Badli is now an urban village, having lost its most of the land through the Government acquisition for the development of Rohini. It has a railway and metro rail station.

Badli now is an assembly constituency being represented by the two times councilor and present MLA sh. Ahir Deepak Choudhary. The constituency consists of two urban villages namely Badli and Samaypur, while also including three rural villages: Libaspur, Siraspur, and Bhalswa.
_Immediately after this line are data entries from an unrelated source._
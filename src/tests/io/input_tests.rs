//! Tests for input provider implementations.

use std::io::{Read, Write};

use crate::format::FormatKind;
use crate::io::{FileInput, InMemorySource, InputProvider, StdinInput};

#[test]
fn in_memory_source_reopens_from_start() {
    let src = InMemorySource::from_string("id", "hello");

    for _ in 0..2 {
        let mut reader = src.open().expect("open in-memory source");
        let mut buf = String::new();
        reader.read_to_string(&mut buf).unwrap();
        assert_eq!(buf, "hello");
    }
}

#[test]
fn in_memory_format_hint() {
    assert_eq!(InMemorySource::from_string("a.json", "").format_hint(), Some(FormatKind::Json));
    assert_eq!(InMemorySource::from_string("a", "").format_hint(), None);

    let declared = InMemorySource::new("a.json", Vec::new()).with_format(FormatKind::Csv);
    assert_eq!(declared.format_hint(), Some(FormatKind::Csv));
}

#[test]
fn file_input_reads_file() {
    let mut tmp = tempfile::Builder::new().suffix(".csv").tempfile().unwrap();
    tmp.write_all(b"a\n1\n").unwrap();
    tmp.flush().unwrap();

    let input = FileInput::new(tmp.path());
    assert_eq!(input.id(), tmp.path().to_string_lossy());
    assert_eq!(input.path(), tmp.path());
    assert_eq!(input.format_hint(), Some(FormatKind::Csv));

    let mut buf = String::new();
    input.open().unwrap().read_to_string(&mut buf).unwrap();
    assert_eq!(buf, "a\n1\n");
}

#[test]
fn file_input_missing_file_fails_to_open() {
    let dir = tempfile::tempdir().unwrap();
    let input = FileInput::new(dir.path().join("missing.csv"));
    let err = input.open().err().expect("missing file");
    assert_eq!(err.kind(), std::io::ErrorKind::NotFound);
}

#[test]
fn stdin_input_id() {
    let input = StdinInput::new();
    assert_eq!(input.id(), "-");
    assert_eq!(input.format_hint(), None);
}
It has two resettlement colonies: Bhalswa & Jahangirpuri. It also has around 32 unauthorised colonies.

==Administration==
Member of the Legislative Assembly from Badli is Gajendra Yadav of Bharatiya Janata Party, who won in 2025 Delhi Legislative Assembly election for the first time. In 2015 Yadav defeated then incumbent Devender Yadav of INC.

==Badli Industrial Area==
Badli Industrial Area is one of the important Industrial areas of Amritsar Delhi Kolkata Industrial Corridor, of North Delhi Badli village is an urban village of North West Delhi located near Delhi Technological University (formerly Delhi College of Engineering or DCE). Badli is nearby NH 1 with Rohini on east, Samaypur Industrial Area at Samaypur on west, the outer ring road forms the north boundary.

Kundli Industrial Area, Delhi Western Peripheral Expressway and Rajiv Gandhi Education City on Grand Trunk Road (NH 44) also lie in its vicinity. It is also connected by the under implementation Delhi-Sonipat Metro extension of Yellow line to be completed in Phase IV by March 2022.